> **Work instruction**:
Search the listing below for the word "reloaded", and copy every line in which it turns up.

> **Data section**:
········

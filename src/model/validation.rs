use crate::model::action::ModelError;
use crate::model::modes::{ModeError, RawMode, SelectionMode, SubSelectionMode, ValidationMode};
use crate::variable::VariableContext;

/// 一条响应校验记录
///
/// 模式字段以原始字符串保存：原始值可能是占位符，
/// 只有读取时才解析并检查是否落在封闭集合内（见 RawMode）。
#[derive(Debug, Clone, PartialEq)]
pub struct Validation {
    pub name: String,
    selection: RawMode,
    selection_content: String,
    sub_selection: Option<RawMode>,
    sub_selection_content: Option<String>,
    validation: RawMode,
    validation_content: Option<String>,
}

impl Validation {
    /// 从原始字符串构造，不做任何校验（codec 读取路径）
    pub fn from_raw(
        name: impl Into<String>,
        selection: impl Into<String>,
        selection_content: impl Into<String>,
        sub_selection: Option<String>,
        sub_selection_content: Option<String>,
        validation: impl Into<String>,
        validation_content: Option<String>,
    ) -> Self {
        Self {
            name: name.into(),
            selection: RawMode::new(selection),
            selection_content: selection_content.into(),
            sub_selection: sub_selection.map(RawMode::new),
            sub_selection_content,
            validation: RawMode::new(validation),
            validation_content,
        }
    }

    pub fn selection_mode(&self, ctx: &VariableContext) -> Result<SelectionMode, ModeError> {
        self.selection.resolve(ctx)
    }

    pub fn validation_mode(&self, ctx: &VariableContext) -> Result<ValidationMode, ModeError> {
        self.validation.resolve(ctx)
    }

    pub fn sub_selection_mode(
        &self,
        ctx: &VariableContext,
    ) -> Result<Option<SubSelectionMode>, ModeError> {
        self.sub_selection.as_ref().map(|m| m.resolve(ctx)).transpose()
    }

    pub fn selection_raw(&self) -> &str {
        self.selection.raw()
    }

    pub fn selection_content(&self) -> &str {
        &self.selection_content
    }

    pub fn sub_selection_raw(&self) -> Option<&str> {
        self.sub_selection.as_ref().map(|m| m.raw())
    }

    pub fn sub_selection_content(&self) -> Option<&str> {
        self.sub_selection_content.as_deref()
    }

    pub fn validation_raw(&self) -> &str {
        self.validation.raw()
    }

    pub fn validation_content(&self) -> Option<&str> {
        self.validation_content.as_deref()
    }
}

/// Validation 的构建器，翻译引擎使用
///
/// 构建时执行模式组合的不变量检查。
#[derive(Debug, Clone)]
pub struct ValidationBuilder {
    name: String,
    selection: SelectionMode,
    selection_content: String,
    sub_selection_group: Option<u32>,
    validation: ValidationMode,
    validation_content: Option<String>,
}

impl ValidationBuilder {
    pub fn new(name: impl Into<String>) -> Self {
        Self {
            name: name.into(),
            selection: SelectionMode::Regex,
            // `.*` 表示整个响应体
            selection_content: ".*".to_string(),
            sub_selection_group: None,
            validation: ValidationMode::Matches,
            validation_content: None,
        }
    }

    pub fn selection(mut self, mode: SelectionMode, content: impl Into<String>) -> Self {
        self.selection = mode;
        self.selection_content = content.into();
        self
    }

    pub fn capture_group(mut self, group: u32) -> Self {
        self.sub_selection_group = Some(group);
        self
    }

    pub fn validation(mut self, mode: ValidationMode, content: Option<String>) -> Self {
        self.validation = mode;
        self.validation_content = content;
        self
    }

    pub fn build(self) -> Result<Validation, ModelError> {
        let mut validation = self.validation;

        // 变量引用总有值，"存在" 没有意义，提升为 Matches
        if self.selection == SelectionMode::Variable && validation == ValidationMode::Exists {
            validation = ValidationMode::Matches;
        }

        // 只有 Exists 允许缺省期望值
        if validation != ValidationMode::Exists && self.validation_content.is_none() {
            return Err(ModelError::MissingValidationField {
                name: self.name,
                field: "validation content",
            });
        }

        Ok(Validation {
            name: self.name,
            selection: self.selection.into(),
            selection_content: self.selection_content,
            sub_selection: self
                .sub_selection_group
                .map(|_| SubSelectionMode::RegexGroup.into()),
            sub_selection_content: self.sub_selection_group.map(|g| g.to_string()),
            validation: validation.into(),
            validation_content: self.validation_content,
        })
    }
}

/// 一条提取记录：从响应取值并绑定到变量
#[derive(Debug, Clone, PartialEq)]
pub struct Extraction {
    pub name: String,
    selection: RawMode,
    selection_content: String,
    sub_selection: Option<RawMode>,
    sub_selection_content: Option<String>,
}

impl Extraction {
    /// 从原始字符串构造，不做任何校验（codec 读取路径）
    pub fn from_raw(
        name: impl Into<String>,
        selection: impl Into<String>,
        selection_content: impl Into<String>,
        sub_selection: Option<String>,
        sub_selection_content: Option<String>,
    ) -> Self {
        Self {
            name: name.into(),
            selection: RawMode::new(selection),
            selection_content: selection_content.into(),
            sub_selection: sub_selection.map(RawMode::new),
            sub_selection_content,
        }
    }

    /// 引擎构造路径：已知类型的选择模式
    pub fn new(
        name: impl Into<String>,
        selection: SelectionMode,
        selection_content: impl Into<String>,
        capture_group: Option<u32>,
    ) -> Self {
        Self {
            name: name.into(),
            selection: selection.into(),
            selection_content: selection_content.into(),
            sub_selection: capture_group.map(|_| SubSelectionMode::RegexGroup.into()),
            sub_selection_content: capture_group.map(|g| g.to_string()),
        }
    }

    pub fn selection_mode(&self, ctx: &VariableContext) -> Result<SelectionMode, ModeError> {
        self.selection.resolve(ctx)
    }

    pub fn selection_raw(&self) -> &str {
        self.selection.raw()
    }

    pub fn selection_content(&self) -> &str {
        &self.selection_content
    }

    pub fn sub_selection_raw(&self) -> Option<&str> {
        self.sub_selection.as_ref().map(|m| m.raw())
    }

    pub fn sub_selection_content(&self) -> Option<&str> {
        self.sub_selection_content.as_deref()
    }
}
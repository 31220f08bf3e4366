use crate::model::{Action, ActionList, Extraction, Validation};

/// 把一个动作列表编码成文本
///
/// 缺失字段整行省略，不会写成空值。
pub fn write_action_list(list: &ActionList) -> String {
    let mut emitter = Emitter::new();
    if !list.store.is_empty() {
        emitter.open("Store", '{');
        for (name, value) in &list.store {
            emitter.entry(name, value);
        }
        emitter.close('}');
    }
    for action in &list.actions {
        write_action(&mut emitter, action);
    }
    emitter.finish()
}

fn write_action(emitter: &mut Emitter, action: &Action) {
    emitter.open("Action", '{');
    emitter.entry("Name", &action.name);

    emitter.open("Request", '{');
    emitter.entry("Url", &action.url);
    emitter.entry("Method", &action.method);
    if let Some(encode) = action.encode_parameters {
        emitter.entry("Encode", if encode { "true" } else { "false" });
    }
    if !action.parameters.is_empty() {
        emitter.open("Parameters", '{');
        for (name, value) in &action.parameters {
            emitter.entry(name, value);
        }
        emitter.close('}');
    }
    if !action.headers.is_empty() {
        emitter.open("Headers", '{');
        for (name, value) in &action.headers {
            emitter.entry(name, value);
        }
        emitter.close('}');
    }
    emitter.close('}');

    let has_response = action.http_response_code.is_some()
        || !action.validations.is_empty()
        || !action.extractions.is_empty();
    if has_response {
        emitter.open("Response", '{');
        if let Some(code) = &action.http_response_code {
            emitter.entry("Httpcode", code);
        }
        if !action.validations.is_empty() {
            emitter.open("Validate", '[');
            for validation in &action.validations {
                write_validation(emitter, validation);
            }
            emitter.close(']');
        }
        if !action.extractions.is_empty() {
            emitter.open("Store", '[');
            for extraction in &action.extractions {
                write_extraction(emitter, extraction);
            }
            emitter.close(']');
        }
        emitter.close('}');
    }
    emitter.close('}');
}

fn write_validation(emitter: &mut Emitter, validation: &Validation) {
    emitter.open(&validation.name, '{');
    emitter.entry(validation.selection_raw(), validation.selection_content());
    if let Some(sub) = validation.sub_selection_raw() {
        match validation.sub_selection_content() {
            Some(content) => emitter.entry(sub, content),
            None => emitter.bare(sub),
        }
    }
    match validation.validation_content() {
        Some(content) => emitter.entry(validation.validation_raw(), content),
        // Exists 没有期望值，键后面不写内容
        None => emitter.bare(validation.validation_raw()),
    }
    emitter.close('}');
}

fn write_extraction(emitter: &mut Emitter, extraction: &Extraction) {
    emitter.open(&extraction.name, '{');
    emitter.entry(extraction.selection_raw(), extraction.selection_content());
    if let Some(sub) = extraction.sub_selection_raw() {
        match extraction.sub_selection_content() {
            Some(content) => emitter.entry(sub, content),
            None => emitter.bare(sub),
        }
    }
    emitter.close('}');
}

/// 带缩进的行发射器
struct Emitter {
    out: String,
    indent: usize,
}

impl Emitter {
    fn new() -> Self {
        Self {
            out: String::new(),
            indent: 0,
        }
    }

    fn line(&mut self, text: &str) {
        for _ in 0..self.indent {
            self.out.push_str("  ");
        }
        self.out.push_str(text);
        self.out.push('\n');
    }

    fn open(&mut self, key: &str, bracket: char) {
        self.line(&format!("{}: {}", key, bracket));
        self.indent += 1;
    }

    fn close(&mut self, bracket: char) {
        self.indent -= 1;
        self.line(&bracket.to_string());
    }

    fn entry(&mut self, key: &str, value: &str) {
        self.line(&format!("{}: {}", key, value));
    }

    fn bare(&mut self, key: &str) {
        self.line(&format!("{}:", key));
    }

    fn finish(self) -> String {
        self.out
    }
}

#[cfg(test)]
mod tests {
    use super::*;
    use crate::model::{ActionBuilder, SelectionMode, ValidationBuilder, ValidationMode};

    #[test]
    fn test_minimal_action() {
        let mut builder = ActionBuilder::new("Search");
        builder.host("example.net").path("/search");
        let list = ActionList {
            store: Vec::new(),
            actions: vec![builder.build().unwrap()],
        };
        let text = write_action_list(&list);
        assert_eq!(
            text,
            "Action: {\n  Name: Search\n  Request: {\n    Url: http://example.net/search\n    Method: GET\n  }\n}\n"
        );
    }

    #[test]
    fn test_store_block_comes_first() {
        let list = ActionList {
            store: vec![("token".to_string(), "abc".to_string())],
            actions: Vec::new(),
        };
        let text = write_action_list(&list);
        assert!(text.starts_with("Store: {\n  token: abc\n}\n"));
    }

    #[test]
    fn test_exists_validation_has_bare_key() {
        let mut builder = ActionBuilder::new("Check");
        builder.host("example.net");
        builder.add_validation(
            ValidationBuilder::new("expires-present")
                .selection(SelectionMode::Header, "Expires")
                .validation(ValidationMode::Exists, None)
                .build()
                .unwrap(),
        );
        let list = ActionList {
            store: Vec::new(),
            actions: vec![builder.build().unwrap()],
        };
        let text = write_action_list(&list);
        assert!(text.contains("Header: Expires\n"));
        assert!(text.contains("Exists:\n"));
    }

    #[test]
    fn test_empty_expected_value_round_trips() {
        let mut builder = ActionBuilder::new("Check");
        builder.host("example.net");
        builder.add_validation(
            ValidationBuilder::new("blank")
                .validation(ValidationMode::Matches, Some(String::new()))
                .build()
                .unwrap(),
        );
        let list = ActionList {
            store: Vec::new(),
            actions: vec![builder.build().unwrap()],
        };
        let text = write_action_list(&list);
        // 空期望值写成 "键、分隔符、无内容"，与无内容的 "Exists:" 不同
        assert!(text.contains("Matches: \n"));
        let reloaded = crate::codec::read_action_list(&text).unwrap();
        assert_eq!(reloaded, list);
    }

    #[test]
    fn test_absent_fields_omitted() {
        let mut builder = ActionBuilder::new("Plain");
        builder.host("example.net");
        let list = ActionList {
            store: Vec::new(),
            actions: vec![builder.build().unwrap()],
        };
        let text = write_action_list(&list);
        assert!(!text.contains("Encode"));
        assert!(!text.contains("Parameters"));
        assert!(!text.contains("Response"));
    }
}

········

> **Your solution**:
        let reloaded = crate::codec::read_action_list(&text).unwrap();
        assert_eq!(reloaded, list);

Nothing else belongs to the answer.